栗東坂路の調教タイムは、数字にとらわれ過ぎず参考程度にとどめておくことをおすすめします。

というのも、実際のレースでも芝・ダートともに良馬場と不良馬場でタイムに影響が出るのと同じで、調教コースも天候や湿度、ウッドチップの入れ替えなどの要因によって調教タイム変わってくるからです。

それに競馬場のダートレースのように1レース終わったからといって、整備されるわけでもないのでどのような順番で走ったかも加味しなければいけません。

朝一番(AM6時)と8時9時では、気温も違うでしょう。

それとともに馬場状態は刻々と変化しているのでタイムの数字だけを鵜呑みにすることは非常に危険なんです。

それに調教師の特性によって、調教のクセがあります。

坂路でガンガンタイムを出す調教師もいれば、レース前は調整程度に控えめにする調教師の方もいます。

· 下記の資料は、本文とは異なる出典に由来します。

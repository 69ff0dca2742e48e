//! Per-translation working state

use super::text::{Expr, ShaderWriter};
use super::types::{CombinerCountFlags, FINAL_COMBINER_STAGE};
use std::collections::HashSet;
use std::fmt;
use std::hash::Hash;

/// Set that remembers first-insertion order
///
/// Iteration order is the order values were first inserted. The generated
/// declarations follow this order, so it is part of the output format.
#[derive(Debug, Clone)]
pub struct OrderedSet<T> {
    order: Vec<T>,
    seen: HashSet<T>,
}

impl<T: Eq + Hash + Clone> OrderedSet<T> {
    pub fn new() -> Self {
        Self {
            order: Vec::new(),
            seen: HashSet::new(),
        }
    }

    /// Insert a value, returns `false` if it was already present
    pub fn insert(&mut self, value: T) -> bool {
        if self.seen.contains(&value) {
            return false;
        }
        self.seen.insert(value.clone());
        self.order.push(value);
        true
    }

    pub fn contains(&self, value: &T) -> bool {
        self.seen.contains(value)
    }

    pub fn iter(&self) -> std::slice::Iter<'_, T> {
        self.order.iter()
    }

    pub fn len(&self) -> usize {
        self.order.len()
    }

    pub fn is_empty(&self) -> bool {
        self.order.is_empty()
    }

    pub fn into_vec(self) -> Vec<T> {
        self.order
    }
}

impl<T: Eq + Hash + Clone> Default for OrderedSet<T> {
    fn default() -> Self {
        Self::new()
    }
}

impl<'a, T> IntoIterator for &'a OrderedSet<T> {
    type Item = &'a T;
    type IntoIter = std::slice::Iter<'a, T>;

    fn into_iter(self) -> Self::IntoIter {
        self.order.iter()
    }
}

/// Which part of the program is being emitted
#[derive(Debug, Clone, Copy, PartialEq, Eq, Hash)]
pub enum StageCursor {
    Combiner(u8),
    Final,
}

impl StageCursor {
    /// Stage index, 8 for the final combiner
    pub fn index(self) -> u8 {
        match self {
            StageCursor::Combiner(i) => i,
            StageCursor::Final => FINAL_COMBINER_STAGE,
        }
    }

    pub fn is_final(self) -> bool {
        self == StageCursor::Final
    }
}

/// A per-stage constant register slot, declared as `c_<stage>_<index>`
#[derive(Debug, Clone, Copy, PartialEq, Eq, Hash)]
pub struct ConstantSlot {
    /// 0..=7 for combiner stages, 8 for the final combiner
    pub stage: u8,
    /// 0 for C0, 1 for C1
    pub index: u8,
}

impl ConstantSlot {
    pub fn name(self) -> String {
        self.to_string()
    }
}

impl fmt::Display for ConstantSlot {
    fn fmt(&self, f: &mut fmt::Formatter<'_>) -> fmt::Result {
        write!(f, "c_{}_{}", self.stage, self.index)
    }
}

/// E and F of the final combiner, captured while it is emitted
#[derive(Debug, Clone)]
pub struct EfProduct {
    pub e: Expr,
    pub f: Expr,
}

/// Mutable state of one translation
///
/// Created fresh for every shader and threaded through every emission
/// helper.
#[derive(Debug)]
pub struct TranslatorContext {
    pub flags: CombinerCountFlags,
    pub cursor: StageCursor,
    /// Temporaries referenced so far (`r0`, `r1`)
    pub var_refs: OrderedSet<String>,
    /// Constant slots referenced so far
    pub const_refs: OrderedSet<ConstantSlot>,
    /// Only set while the final combiner is emitted
    pub ef: Option<EfProduct>,
    pub code: ShaderWriter,
}

impl TranslatorContext {
    pub fn new(flags: CombinerCountFlags) -> Self {
        Self {
            flags,
            cursor: StageCursor::Combiner(0),
            var_refs: OrderedSet::new(),
            const_refs: OrderedSet::new(),
            ef: None,
            code: ShaderWriter::new(),
        }
    }

    /// Record a temporary register reference
    pub fn add_var_ref(&mut self, name: &str) {
        self.var_refs.insert(name.to_string());
    }
}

全体としては馬なりだけど、ゴール前200mだけ強めに追うなど調教のバリエーションも様々で、何を調教の目的によっては、タイムをさほど重要視していない場合もあるわけです。

坂路以外の芝・CWコースなどの調教では、追えば追うほど調教タイムが出てしまうという側面もあります。

そんなわけで、栗東坂路の調教タイムだけ●●を信頼しすぎると、馬券で痛い目にあうことも考えられるので、参考程度にとどめておいた方がいいでしょう。

ただ、「タイムが速い=走る能力が高い」ことには違いありませんので、オッズ的に軽視されているなら、能力は高いのに過小評価されているということなので、おいしい馬券にありつける可能性も高くなります。